Study material:
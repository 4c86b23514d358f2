//! Prints System PLL settings for a few common clocks.
//!
//! cargo run --example plan -- [ref_hz]

use ambiq_syspll::{config::*, refin::RefIn};

fn main() {
    let ref_hz = std::env::args()
        .nth(1)
        .and_then(|s| s.parse::<u32>().ok())
        .unwrap_or(32_000_000);

    let refin = match RefIn::xtal(ref_hz) {
        Ok(r) => r,
        Err(e) => {
            eprintln!("bad reference {}: {}", ref_hz, e);
            return;
        }
    };

    // I2S / PDM audio clocks, USB, and a couple of round numbers
    let targets = [1_024_000u32, 3_072_000, 6_144_000, 12_288_000, 24_576_000, 48_000_000, 96_000_000, 192_000_000];

    println!("ref {} Hz", ref_hz);
    for &fout in targets.iter() {
        match refin.config_for(fout) {
            Ok(c) => {
                let mode = match c.fraction_mode {
                    FractionMode::Integer => "int ",
                    FractionMode::Fraction => "frac",
                };
                let vco = match c.vco_select {
                    VcoSelect::Low => "lo",
                    VcoSelect::High => "hi",
                };
                println!(
                    "{:>11} Hz: {} vco {} {:>8.3} MHz refdiv {:>2} fbdiv {:>3}+{:>8}/2^24 postdiv {}x{} -> {:.6} MHz, lock <= {} us",
                    fout,
                    mode,
                    vco,
                    c.f_vco_mhz(refin.f_mhz()),
                    c.ref_div,
                    c.fb_div_int,
                    c.fb_div_frac,
                    c.post_div1,
                    c.post_div2,
                    c.f_out_mhz(refin.f_mhz()),
                    c.lock_timeout_us(),
                );
            }
            Err(e) => println!("{:>11} Hz: {}", fout, e),
        }
    }
}
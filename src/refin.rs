///! Input reference config
///! Reference source / frequency

use crate::{config::*, errors::*};


/// Input reference feeding the System PLL
#[derive(Debug, Copy, Clone, PartialEq, Eq)]
#[cfg_attr(feature = "defmt", derive(defmt::Format))]
pub struct RefIn {
    /// Which pin/oscillator drives the reference
    select: RefSelect,
    /// Input frequency, Hz
    f: u32,
}

impl RefIn {

    /// Configure reference input
    pub fn new(select: RefSelect, f: u32) -> Result<Self, Error> {
        if f == 0 {
            Err(Error::InvalidArgument)
        } else {
            Ok(RefIn { select, f })
        }
    }

    /// On-chip crystal oscillator at `f` Hz
    pub fn xtal(f: u32) -> Result<Self, Error> {
        Self::new(RefSelect::Xtal32MHz, f)
    }

    /// External reference clock at `f` Hz
    pub fn ext_ref_clk(f: u32) -> Result<Self, Error> {
        Self::new(RefSelect::ExtRefClk, f)
    }

    pub fn select(self: &Self) -> RefSelect {
        self.select
    }

    /// Reference frequency, Hz
    pub fn f_hz(self: &Self) -> u32 {
        self.f
    }

    /// Reference frequency, MHz
    pub fn f_mhz(self: &Self) -> f32 {
        self.f as f32 / 1_000_000.0
    }

    /// Complete PLL configuration producing `fout_hz` on the post divided
    /// output from this reference.
    pub fn config_for(self: &Self, fout_hz: u32) -> Result<SysPllConfig, Error> {
        let config = SysPllConfig::generate_with_postdiv(self.f, fout_hz)?;
        Ok(SysPllConfig { ref_select: self.select, ..config })
    }

    /// Configuration producing `vco_mhz` at the VCO from this reference,
    /// post dividers bypassed.
    pub fn config_for_vco(self: &Self, vco_mhz: f32) -> Result<SysPllConfig, Error> {
        let config = SysPllConfig::generate(self.f_mhz(), vco_mhz)?;
        Ok(SysPllConfig { ref_select: self.select, ..config })
    }
}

Assigned task:
In full and word for word, give the listing above again.

Solution to this problem:
repository 4c86b23514d358f2
//! Prints System PLL settings for a few common clocks.
//!
//! cargo run --example plan -- [ref_hz]

use ambiq_syspll::{config::*, refin::RefIn};

fn main() {
    let ref_hz = std::env::args()
        .nth(1)
        .and_then(|s| s.parse::<u32>().ok())
        .unwrap_or(32_000_000);

    let refin = match RefIn::xtal(ref_hz) {
        Ok(r) => r,
        Err(e) => {
            eprintln!("bad reference {}: {}", ref_hz, e);
            return;
        }
    };

    // I2S / PDM audio clocks, USB, and a couple of round numbers
    let targets = [1_024_000u32, 3_072_000, 6_144_000, 12_288_000, 24_576_000, 48_000_000, 96_000_000, 192_000_000];

    println!("ref {} Hz", ref_hz);
    for &fout in targets.iter() {
        match refin.config_for(fout) {
            Ok(c) => {
                let mode = match c.fraction_mode {
                    FractionMode::Integer => "int ",
                    FractionMode::Fraction => "frac",
                };
                let vco = match c.vco_select {
                    VcoSelect::Low => "lo",
                    VcoSelect::High => "hi",
                };
                println!(
                    "{:>11} Hz: {} vco {} {:>8.3} MHz refdiv {:>2} fbdiv {:>3}+{:>8}/2^24 postdiv {}x{} -> {:.6} MHz, lock <= {} us",
                    fout,
                    mode,
                    vco,
                    c.f_vco_mhz(refin.f_mhz()),
                    c.ref_div,
                    c.fb_div_int,
                    c.fb_div_frac,
                    c.post_div1,
                    c.post_div2,
                    c.f_out_mhz(refin.f_mhz()),
                    c.lock_timeout_us(),
                );
            }
            Err(e) => println!("{:>11} Hz: {}", fout, e),
        }
    }
}
filename src/refin.rs
///! Input reference config
///! Reference source / frequency

use crate::{config::*, errors::*};


/// Input reference feeding the System PLL
#[derive(Debug, Copy, Clone, PartialEq, Eq)]
#[cfg_attr(feature = "defmt", derive(defmt::Format))]
pub struct RefIn {
    /// Which pin/oscillator drives the reference
    select: RefSelect,
    /// Input frequency, Hz
    f: u32,
}

impl RefIn {

    /// Configure reference input
    pub fn new(select: RefSelect, f: u32) -> Result<Self, Error> {
        if f == 0 {
            Err(Error::InvalidArgument)
        } else {
            Ok(RefIn { select, f })
        }
    }

    /// On-chip crystal oscillator at `f` Hz
    pub fn xtal(f: u32) -> Result<Self, Error> {
        Self::new(RefSelect::Xtal32MHz, f)
    }

    /// External reference clock at `f` Hz
    pub fn ext_ref_clk(f: u32) -> Result<Self, Error> {
        Self::new(RefSelect::ExtRefClk, f)
    }

    pub fn select(self: &Self) -> RefSelect {
        self.select
    }

    /// Reference frequency, Hz
    pub fn f_hz(self: &Self) -> u32 {
        self.f
    }

    /// Reference frequency, MHz
    pub fn f_mhz(self: &Self) -> f32 {
        self.f as f32 / 1_000_000.0
    }

    /// Complete PLL configuration producing `fout_hz` on the post divided
    /// output from this reference.
    pub fn config_for(self: &Self, fout_hz: u32) -> Result<SysPllConfig, Error> {
        let config = SysPllConfig::generate_with_postdiv(self.f, fout_hz)?;
        Ok(SysPllConfig { ref_select: self.select, ..config })
    }

    /// Configuration producing `vco_mhz` at the VCO from this reference,
    /// post dividers bypassed.
    pub fn config_for_vco(self: &Self, vco_mhz: f32) -> Result<SysPllConfig, Error> {
        let config = SysPllConfig::generate(self.f_mhz(), vco_mhz)?;
        Ok(SysPllConfig { ref_select: self.select, ..config })
    }
}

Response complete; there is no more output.